Using the Dutch Lipid Clinic Network Criteria in making the diagnosis (see table), the researchers took the participants' clinical history, performed physical examination, and determined their lipid profile. Blood samples were also taken, from which DNA specimens were taken. Using the criteria, a score higher than 8 could mean "certain" FH, a score of 6-8 "probable" FH, and 3-5 "possible" FH.
This being a genetic study, there were obviously a number of challenges involved. Punzalan recalled that there was a potential "technology problem." However, the Institute of Human Genetics--particularly geneticist Eva Cutiongco, who became coinvestegator--helped in processing the blood and extracting the DNA samples.
DNA analysis for FH was not offered in any Philippine laboratory at the time. Punzalan said: "We had to for people who had more experience in looking at [this particular genetic abnormality]." The team found Dr. Peter George from the Canterbury Health Laboratories in Christchurch, New Zealand. The 60 genetic samples were sent to George in two batches.
Confirming suspicions--and more
Thirty-four (57 percent) of the study participants had hypertension, while 25 had coronary-artery disease. They had a mean age of 55 years, to which Punzalan remarked: "Relatively young pa
yung 55 years old." The mean level of LDL cholesterol was a staggering 227 mg/dL. Also, a significant percentage of the participants had family history of CAD (60 percent) and dyslipidemia (60 percent).
The researchers also looked for signs of arcus cornealis (a grayish ring made up of fatty deposits surrounding the cornea) and tendon xanthoma (accumulation of plaques in the tendons).

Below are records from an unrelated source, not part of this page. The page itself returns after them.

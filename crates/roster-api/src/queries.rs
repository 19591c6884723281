//! Read-only operations.
//!
//! | Operation | Args | Result |
//! |-----------|------|--------|
//! | `personCount` | — | `Int` |
//! | `allPersons` | `{"phone": "YES" \| "NO"}` (optional) | `[Person]` |
//! | `findPerson` | `{"name": ...}` | `Person \| null` |
//! | `me` | — | `User \| null` |

use roster_core::{
  context::AuthContext,
  person::{Person, PhoneFilter},
  store::DirectoryStore,
  user::UserView,
};
use serde::{Deserialize, Deserializer, de};

use crate::{
  ApiError, Directory,
  error::Result,
  resolve::{Envelope, Resolve, args, no_args, to_data},
};

/// A query envelope: `{"operation": "findPerson", "args": {"name": "..."}}`.
#[derive(Debug, Clone)]
pub enum Query {
  PersonCount,
  AllPersons(AllPersons),
  FindPerson(FindPerson),
  Me,
}

impl<'de> Deserialize<'de> for Query {
  fn deserialize<D: Deserializer<'de>>(deserializer: D) -> Result<Self, D::Error> {
    let Envelope { operation, args: raw } = Envelope::deserialize(deserializer)?;
    match operation.as_str() {
      "personCount" => no_args(&operation, &raw).map(|()| Self::PersonCount),
      "allPersons" => args(raw).map(Self::AllPersons),
      "findPerson" => args(raw).map(Self::FindPerson),
      "me" => no_args(&operation, &raw).map(|()| Self::Me),
      other => Err(de::Error::unknown_variant(other, Self::OPERATIONS)),
    }
  }
}

impl Query {
  pub const OPERATIONS: &'static [&'static str] =
    &["personCount", "allPersons", "findPerson", "me"];

  pub fn name(&self) -> &'static str {
    match self {
      Self::PersonCount => "personCount",
      Self::AllPersons(_) => "allPersons",
      Self::FindPerson(_) => "findPerson",
      Self::Me => "me",
    }
  }

  pub async fn execute<S: DirectoryStore>(
    self,
    directory: &Directory<S>,
    ctx: &AuthContext,
  ) -> Result<serde_json::Value> {
    match self {
      Self::PersonCount => to_data(PersonCount.resolve(directory, ctx).await?),
      Self::AllPersons(op) => to_data(op.resolve(directory, ctx).await?),
      Self::FindPerson(op) => to_data(op.resolve(directory, ctx).await?),
      Self::Me => to_data(Me.resolve(directory, ctx).await?),
    }
  }
}

// ─── personCount ─────────────────────────────────────────────────────────────

pub struct PersonCount;

impl<S: DirectoryStore> Resolve<S> for PersonCount {
  type Output = u64;

  async fn resolve(self, directory: &Directory<S>, _ctx: &AuthContext) -> Result<u64> {
    directory.store().count_persons().await.map_err(ApiError::store)
  }
}

// ─── allPersons ──────────────────────────────────────────────────────────────

#[derive(Debug, Clone, Default, Deserialize)]
pub struct AllPersons {
  /// Absent returns everybody.
  #[serde(default)]
  pub phone: Option<PhoneFilter>,
}

impl<S: DirectoryStore> Resolve<S> for AllPersons {
  type Output = Vec<Person>;

  async fn resolve(self, directory: &Directory<S>, _ctx: &AuthContext) -> Result<Vec<Person>> {
    directory
      .store()
      .list_persons(self.phone)
      .await
      .map_err(ApiError::store)
  }
}

// ─── findPerson ──────────────────────────────────────────────────────────────

#[derive(Debug, Clone, Deserialize)]
pub struct FindPerson {
  pub name: String,
}

impl<S: DirectoryStore> Resolve<S> for FindPerson {
  type Output = Option<Person>;

  async fn resolve(
    self,
    directory: &Directory<S>,
    _ctx: &AuthContext,
  ) -> Result<Option<Person>> {
    directory
      .store()
      .find_person(&self.name)
      .await
      .map_err(ApiError::store)
  }
}

// ─── me ──────────────────────────────────────────────────────────────────────

pub struct Me;

impl<S: DirectoryStore> Resolve<S> for Me {
  type Output = Option<UserView>;

  async fn resolve(
    self,
    _directory: &Directory<S>,
    ctx: &AuthContext,
  ) -> Result<Option<UserView>> {
    Ok(ctx.current_user().cloned())
  }
}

As for the genetic part of the study, 12 participants (20 percent) were confirmed to have genetic mutations, all of which are missense or splicing mutations. Eight of those with LDLR mutations had an FH score of 8 and above. Also, it was inferred in the data that those with a strong family history of dyslipidemia had a tenfold chance of having an LDLR gene mutation. Those who had the gene mutation also had higher cholesterol levels (mean = 276 mg/dL).
The study team was surprised to see that six of those who tested positive for LDLR-gene mutations had novel mutations. Punzalan said they did not expect to see these novel mutations. "Yan yung data
na biglang lumabas," he recalled. The researchers, he said, plans on conducting more intensive study on these mutations, which, once they are able to generate more data, they will report to the international community.
Implications
The study won two awards. At the Philippine Heart Association annual convention last year, it was voted most outstanding research paper. It was also voted one of the outstanding research papers at the University of the Philippines-College of Medicine research forum, held during the third NIH Science Week in February this year. It is also now under consideration for publication in an international journal.
But word still needs to get out into the rest of the medical community and the rest of country. Punzalan said that they hope the study "can inspire an information campaign." In other words, they hope doctors would be more thoughtful in examining their patients for possible signs of the problem, so that early intervention will be possible, and thus save patients from early death. And since the condition runs in families, careful history taking will help detect those family members who are also at risk.
They have also started a "limited registry" at the PGH Research Unit, of which Dr. Rody Sy is coordinator. They wish to expand the registry in the near future, and welcome referrals from other physicians in the country.